The “billions of dollars” that have passed through the National Affordable Housing Agreement (NAHA) program should have delivered more in affordable housing outcomes, says HIA deputy managing director Graham Wolfe.
“The NAHA agreement, which commenced in 2009 with much fanfare about addressing lower-income rental stress, housing affordability and homelessness has fallen well short of its performance benchmarks,” Mr Wolfe said.
“The number of low-income households living in rental stress, for example, has grown by over 20 per cent nationally in the six years to 2013-14. The NAHA agreement targeted a reduction of 10 per cent.”
Mr Wolfe said that at a time when housing affordability is under “significant” pressure across Australia, the government should be doing more to help low and moderate income families into suitable accommodation.

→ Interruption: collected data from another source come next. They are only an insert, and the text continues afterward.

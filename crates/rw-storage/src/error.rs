use thiserror::Error;

#[derive(Debug, Error)]
pub enum StorageError {
    #[cfg(feature = "timescale")]
    #[error("database error: {0}")]
    Db(#[from] sqlx::Error),

    #[error("i/o error: {0}")]
    Io(#[from] std::io::Error),

    #[cfg(feature = "grpc-stream")]
    #[error("gRPC transport error: {0}")]
    Grpc(#[from] tonic::transport::Error),

    #[error("protocol error: {0}")]
    Protocol(String),

    #[error("configuration error: {0}")]
    Config(String),
}

pub type StorageResult<T> = Result<T, StorageError>;
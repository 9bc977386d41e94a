use tracing_subscriber::{layer::SubscriberExt, util::SubscriberInitExt, EnvFilter};

/// Initialise tracing for the daemon. `RUST_LOG` takes precedence over
/// `debug` when set, respecting the environment first and falling back
/// to a sane default.
///
/// `debug` corresponds to the CLI `-debug` flag / `REMOTEWEATHER_DEBUG=true`.
pub fn init(service_name: &str, debug: bool) {
    let default_filter = if debug {
        "debug,remoteweather=trace"
    } else {
        "info,remoteweather=debug"
    };
    let env_filter = std::env::var("RUST_LOG").unwrap_or_else(|_| default_filter.to_string());

    tracing_subscriber::registry()
        .with(EnvFilter::new(env_filter))
        .with(tracing_subscriber::fmt::layer().json())
        .init();

    tracing::info!(service = %service_name, %debug, "observability initialized");
}
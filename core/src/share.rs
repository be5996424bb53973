use crate::notice::Notice;

/// Outcome of an async clipboard write. Exactly one notice per resolved
/// call; a continuation that finds the widget unmounted owes nothing.
pub fn clipboard_settled(mounted: bool, ok: bool) -> Option<Notice> {
    if !mounted {
        return None;
    }
    Some(if ok {
        Notice::LinkCopied
    } else {
        Notice::CopyFailed
    })
}

#[cfg(test)]
mod tests {
    use super::*;

    #[test]
    fn resolved_write_yields_one_copied_notice() {
        assert_eq!(clipboard_settled(true, true), Some(Notice::LinkCopied));
    }

    #[test]
    fn rejected_write_yields_one_failure_notice() {
        assert_eq!(clipboard_settled(true, false), Some(Notice::CopyFailed));
    }

    #[test]
    fn settle_after_unmount_is_dropped() {
        assert_eq!(clipboard_settled(false, true), None);
        assert_eq!(clipboard_settled(false, false), None);
    }
}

“Instead of using taxpayer-funded grants and handouts more efficiently to meet the NAHA targets, state and local governments are adding to the affordability problem by taxing the private market through mandating fees, levies and charges on new housing developments,” he said, adding that such fees only add to the cost of new housing supply, thereby reducing housing affordability and placing further pressure on public housing waiting lists.
Mr Wolfe urged the government to consider alternate funding models to support the supply of affordable homes and improve housing affordability more broadly.

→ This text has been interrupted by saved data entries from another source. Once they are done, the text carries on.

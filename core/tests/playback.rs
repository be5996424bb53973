use parapara_core::playback::{PlaybackCommand, PlaybackState};
use parapara_core::Notice;

fn attempt_of(command: PlaybackCommand) -> u32 {
    match command {
        PlaybackCommand::BeginPlay { attempt } | PlaybackCommand::BeginMutedPlay { attempt } => {
            attempt
        }
        PlaybackCommand::Pause => panic!("expected an async play command"),
    }
}

#[test]
fn toggle_settles_into_playing() {
    let mut state = PlaybackState::new();
    assert!(!state.is_playing());
    let attempt = attempt_of(state.toggle().expect("play command issued"));
    // Still pending until the promise resolves.
    assert!(!state.is_playing());
    assert_eq!(state.play_settled(attempt, true), None);
    assert!(state.is_playing());
    assert!(!state.is_muted());
}

#[test]
fn blocked_play_notifies_exactly_once() {
    let mut state = PlaybackState::new();
    let attempt = attempt_of(state.toggle().expect("play command issued"));
    assert_eq!(
        state.play_settled(attempt, false),
        Some(Notice::PlaybackBlocked)
    );
    assert!(!state.is_playing());
    // A duplicate settle of the same attempt changes nothing.
    assert_eq!(state.play_settled(attempt, false), None);
}

#[test]
fn pause_is_synchronous_and_cancels_late_settles() {
    let mut state = PlaybackState::new();
    let first = attempt_of(state.toggle().expect("play command issued"));
    state.play_settled(first, true);
    assert!(state.is_playing());

    assert_eq!(state.toggle(), Some(PlaybackCommand::Pause));
    assert!(!state.is_playing());
    // A settle of the superseded attempt must not resurrect playback.
    assert_eq!(state.play_settled(first, true), None);
    assert!(!state.is_playing());
}

#[test]
fn toggle_while_pending_is_ignored() {
    let mut state = PlaybackState::new();
    let attempt = attempt_of(state.toggle().expect("play command issued"));
    assert_eq!(state.toggle(), None);
    assert_eq!(state.play_settled(attempt, true), None);
    assert!(state.is_playing());
}

#[test]
fn muted_autoplay_unmutes_on_first_flip() {
    let mut state = PlaybackState::new();
    let priming = attempt_of(state.begin_muted_autoplay().expect("priming issued"));
    assert!(state.is_muted());
    assert_eq!(state.play_settled(priming, true), None);
    // Muted loop running: not "playing" for the UI yet.
    assert!(!state.is_playing());
    assert!(state.is_muted());

    let unmute = attempt_of(state.flip_confirmed().expect("unmute issued"));
    assert_eq!(state.play_settled(unmute, true), None);
    assert!(state.is_playing());
    assert!(!state.is_muted());

    // Later flips are no-ops for playback.
    assert_eq!(state.flip_confirmed(), None);
}

#[test]
fn failed_priming_is_silent() {
    let mut state = PlaybackState::new();
    let priming = attempt_of(state.begin_muted_autoplay().expect("priming issued"));
    assert_eq!(state.play_settled(priming, false), None);
    assert!(!state.is_playing());
    assert!(!state.is_muted());
    // The explicit toggle remains the recovery path.
    assert!(state.toggle().is_some());
}

#[test]
fn flip_triggered_unmute_failure_stays_muted_and_silent() {
    let mut state = PlaybackState::new();
    let priming = attempt_of(state.begin_muted_autoplay().expect("priming issued"));
    state.play_settled(priming, true);
    let unmute = attempt_of(state.flip_confirmed().expect("unmute issued"));
    assert_eq!(state.play_settled(unmute, false), None);
    assert!(!state.is_playing());
    assert!(state.is_muted());
}

#[test]
fn user_toggle_from_muted_loop_failure_notifies() {
    let mut state = PlaybackState::new();
    let priming = attempt_of(state.begin_muted_autoplay().expect("priming issued"));
    state.play_settled(priming, true);
    let unmute = attempt_of(state.toggle().expect("user unmute issued"));
    assert_eq!(
        state.play_settled(unmute, false),
        Some(Notice::PlaybackBlocked)
    );
    assert!(state.is_muted());
}

#[test]
fn settle_after_unmount_is_dropped() {
    let mut state = PlaybackState::new();
    let attempt = attempt_of(state.toggle().expect("play command issued"));
    // A continuation landing after the widget is gone changes nothing and
    // owes no notice.
    assert_eq!(state.play_settled_while(false, attempt, true), None);
    assert!(!state.is_playing());
    // Only the outcome was dropped; the machine itself was untouched.
    assert_eq!(
        state.play_settled_while(true, attempt, false),
        Some(Notice::PlaybackBlocked)
    );
}

#[test]
fn muted_autoplay_only_from_cold_start() {
    let mut state = PlaybackState::new();
    let attempt = attempt_of(state.toggle().expect("play command issued"));
    state.play_settled(attempt, true);
    assert_eq!(state.begin_muted_autoplay(), None);
}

“Accessing private investment vehicles, using bond aggregators and tapping into government securities and tax incentives has the potential to deliver more tangible outcomes for low and middle income families across both rental and owner-occupier housing markets,” he said.
“HIA looks forward to supporting the government in securing and delivering more effective funding programs to increase home ownership and grow our nation’s affordable housing stock.”